Немного лет прошло после этого вечера, и его имя снова бросило тысячи людей на улицы Ленинграда. Снова очень медленно, с тупым оглушительным звоном шли трамваи, на этот раз через Фонтанку, у Дома печати. Гражданская панихида! Она была назначена в Доме печати, но народу было так много, что, кроме панихиды, происходившей внутри здания, открылась другая — на набережной, где поэты говорили о Маяковском с балкона. Говорили о том, что он был «великим чернорабочим в поэзии», говорили о знаке равенства, который он поставил между гражданским и поэтическим долгом…
Впервые в русской поэзии Маяковский выдвинул стихи как документ, и этот документ был подписан полностью — именем, отчеством и фамилией. Это не было поэтической позой, которая часто становится мнимым оружием поэзии. Это было большое хозяйство, большой поэтический дом, по которому, засучив рукава, ходил, думая вслух и требуя подвига, суровый мастер русского стиха.
Несколько лет
Несколько лет тому назад я был в Михайловском и снова — в который раз — порадовался, что окрестная природа сохранилась в неприкосновенности, как будто нарочно, чтобы показать воочию всю вещественность пушкинской поэзии.
В Петровское мне не удалось попасть, и директор заповедника С. С. Гейченко, деятельная любовь которого к Пушкину широко известна, рассказал к случаю, что окрестные колхозники не очень-то жалуют бывшее имение Ганнибалов.
— Почему?
— Да уж так.
— Давно ли?
— А вот с тех пор, когда им там приходилось туго, — сказал, усмехнувшись, Гейченко. — Дурная слава долго живет.
Я подумал, что он шутит: прошло двести лет с тех пор, как крестьянам в Петровском приходилось туго. Но он подкрепил свое мнение примерами не только из психологической, но и хозяйственной жизни района, так что мне осталось только подивиться силе народной памяти, так долго не забывающей ни хорошего, ни дурного.
Это был не единственный случай, заставивший меня задуматься над кажущейся непрочностью событий, на первый взгляд лишь промелькнувших, однако на поверку оставивших глубокий след. В истории советской литературы таких событий много.

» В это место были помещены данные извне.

use chrono::{Duration, TimeZone, Utc};
use mgdm2oereb::core::artifacts::{
    artifact_file_name, discover, ArtifactKind, ArtifactManager, ArtifactSet,
};
use mgdm2oereb::core::config::NamesConfig;
use mgdm2oereb::core::pipeline::{JobParameters, PipelineVariant};
use serde_json::json;
use std::fs;
use tempfile::TempDir;

fn params(variant: PipelineVariant, basket: Option<&str>) -> JobParameters {
    let mut raw = json!({
        "zip_file": "UEsFBg==",
        "theme_code": "ch.Planungszonen",
        "model_name": "Planungszonen_V1_1",
        "catalog": "https://example.org/catalog.xml",
        "external_host": "oereblex.example.org",
        "external_region": "BL",
        "fallback_office_name": "Amt",
        "fallback_office_url": "https://amt.example.org",
    });
    if let Some(basket) = basket {
        raw["target_basket_id"] = json!(basket);
    }
    variant.parse_parameters(&raw).unwrap()
}

fn manager(temp: &TempDir, job_id: &str) -> ArtifactManager {
    ArtifactManager::new(
        job_id,
        Utc.with_ymd_and_hms(2024, 6, 1, 12, 0, 0).unwrap(),
        temp.path().join(format!("working_{}", job_id)),
        temp.path().join("data"),
        "mgdm2oereb_results",
    )
}

#[test]
fn test_file_names_sort_by_creation_time() {
    let first = Utc.with_ymd_and_hms(2024, 1, 9, 23, 59, 59).unwrap();
    let later = first + Duration::microseconds(1);
    let next_day = first + Duration::seconds(1);

    let mut names = vec![
        artifact_file_name(&next_day, "ch.T", None, "c", "input.xtf"),
        artifact_file_name(&later, "ch.T", None, "b", "input.xtf"),
        artifact_file_name(&first, "ch.T", None, "a", "input.xtf"),
    ];
    names.sort();
    assert!(names[0].contains(".a."));
    assert!(names[1].contains(".b."));
    assert!(names[2].starts_with("2024-01-10_000000_000000"));
}

#[test]
fn test_file_name_is_deterministic() {
    let at = Utc.with_ymd_and_hms(2024, 2, 3, 4, 5, 6).unwrap();
    let a = artifact_file_name(&at, "ch.T", Some("b1"), "job", "rss.xml");
    let b = artifact_file_name(&at, "ch.T", Some("b1"), "job", "rss.xml");
    assert_eq!(a, b);
    assert_eq!(a, "2024-02-03_040506_000000.ch.T.b1.job.rss.xml");
}

#[test]
fn test_lookup_artifact_only_for_extended_jobs() {
    let temp = TempDir::new().unwrap();
    let names = NamesConfig::default();

    let base = ArtifactSet::allocate(
        manager(&temp, "job-1"),
        &names,
        &params(PipelineVariant::Base, None),
    );
    assert!(base.get(ArtifactKind::LookupResult).is_none());
    assert_eq!(base.iter().count(), 8);

    let extended = ArtifactSet::allocate(
        manager(&temp, "job-2"),
        &names,
        &params(PipelineVariant::Extended, None),
    );
    let lookup = extended.get(ArtifactKind::LookupResult).unwrap();
    assert_eq!(lookup.name, "oereblex.xml");
    assert_eq!(extended.iter().count(), 9);
}

#[test]
fn test_members_share_job_identity() {
    let temp = TempDir::new().unwrap();
    let set = ArtifactSet::allocate(
        manager(&temp, "job-3"),
        &NamesConfig::default(),
        &params(PipelineVariant::Base, Some("2771")),
    );
    for (_, artifact) in set.iter() {
        assert_eq!(artifact.job_id, "job-3");
        assert_eq!(artifact.theme_code, "ch.Planungszonen");
        assert_eq!(artifact.target_basket_id.as_deref(), Some("2771"));
        assert!(artifact
            .file_name()
            .starts_with("2024-06-01_120000_000000.ch.Planungszonen.2771.job-3."));
    }
}

#[test]
fn test_deferred_snippets_publish_once() {
    let temp = TempDir::new().unwrap();
    let mut set = ArtifactSet::allocate(
        manager(&temp, "job-4"),
        &NamesConfig::default(),
        &params(PipelineVariant::Base, None),
    );
    set.save_working(ArtifactKind::RssSnippet, b"<item/>").unwrap();
    set.save_and_publish(ArtifactKind::InputXtf, b"<TRANSFER/>")
        .unwrap();

    let published = set.publish_deferred().unwrap();
    assert_eq!(published.len(), 1);
    assert_eq!(published[0].0, "rss_snippet");
    assert!(published[0].1.starts_with("/mgdm2oereb_results/"));
    assert!(set.publish_deferred().unwrap().is_empty());

    let found = discover(&temp.path().join("data"), "job-4").unwrap();
    assert_eq!(found.len(), 2);
    let rss = found
        .iter()
        .find(|path| path.to_string_lossy().ends_with("rss.xml"))
        .unwrap();
    assert_eq!(fs::read(rss).unwrap(), b"<item/>");
}

#[test]
fn test_reading_unwritten_artifact_fails() {
    let temp = TempDir::new().unwrap();
    let set = ArtifactSet::allocate(
        manager(&temp, "job-5"),
        &NamesConfig::default(),
        &params(PipelineVariant::Base, None),
    );
    assert_eq!(
        set.read_working(ArtifactKind::Catalog).unwrap_err().code,
        "ART-003"
    );
    assert_eq!(
        set.working_path(ArtifactKind::LookupResult)
            .unwrap_err()
            .code,
        "ART-004"
    );
}
use serde::{Deserialize, Serialize};

/// Error category enumeration
#[derive(Debug, Clone, Copy, PartialEq, Eq, Serialize, Deserialize)]
pub enum ErrorCategory {
    ConfigurationError,
    ArtifactError,
    ValidationServiceError,
    ProtocolError,
    TimeoutError,
    TransformError,
    LookupError,
    CatalogError,
    StoreError,
    SerializationError,
    IoError,
    InternalError,
}

impl std::fmt::Display for ErrorCategory {
    fn fmt(&self, f: &mut std::fmt::Formatter<'_>) -> std::fmt::Result {
        write!(f, "{:?}", self)
    }
}

/// Error severity enumeration
#[derive(Debug, Clone, Copy, PartialEq, Eq, Serialize, Deserialize)]
pub enum ErrorSeverity {
    Error,
    Warning,
    Info,
}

Легко себе представить, как терпеливо и тщательно будут когда-нибудь изучены все стороны нашей литературной истории.
Появление в печати все новых воспоминаний — факт не только обусловленный, но и практически необходимый. Еще Герцен писал, что надо «спасти молодое поколение от исторической неблагодарности или даже исторической ошибки… Пора отцам Сатурнам не закусывать своими детьми, но пора и детям не брать примера с тех комчадалов, которые убивают своих стариков» («Былое и думы»).
Не могу вспомнить, было ли это весной или осенью 1929 года. Представители РАППа приехали в Ленинград и пригласили «попутчиков», как мы тогда назывались, в «Европейскую» гостиницу, где остановился Леопольд Авербах.
Я видел его в Москве месяца за три до этой встречи и удивился перемене, замеченной не только мною. Он был маленького роста, в очках, крепенький, лысый, уверенный, ежеминутно действующий, — трудно было представить его в неподвижности, в размышлениях, в покое. И сейчас, приехав в Ленинград, чтобы встретиться с писателями, которые существовали вне сферы его активности, он сразу же начал действовать, устраивать, убеждать. Но теперь к его неутомимости присоединился почти неуловимый оттенок повелительности — точно существование «вне сферы» настоятельно требовало его вмешательства, без которого наша жизнь в литературе не могла обойтись.
В комнате были М. Зощенко, Вяч. Шишков, Н. Никитин, М. Козаков и, кажется, М. Слонимский. Потом я узнал, что с Ю. Тыняновым говорили отдельно.
Зачем же пригласил нас генеральный секретарь РАППа? Он был не один, и первым выступил Ю. Либединский — неопределенно, но дружелюбно. Все же стало ясно, что встреча устроена для «завязывания связей», как тогда выражались. Козаков горячо заговорил о необходимости ленинградской литературной газеты, и это как будто легло в «завязывание», хотя и не очень. Потом Шишков заговорил о крайностях «сплошной» коллективизации. Это, естественно, «не легло», хотя и было встречено снисходительно, как будто Шишков был не многоопытный пожилой писатель, в прошлом инженер-мелиоратор, исходивший и изъездивший всю страну вдоль и поперек, а запальчивый шестнадцатилетний мальчик.
Каждый говорил о своем, но почти никто — я впервые наблюдал это в кругу писателей — о самой литературе.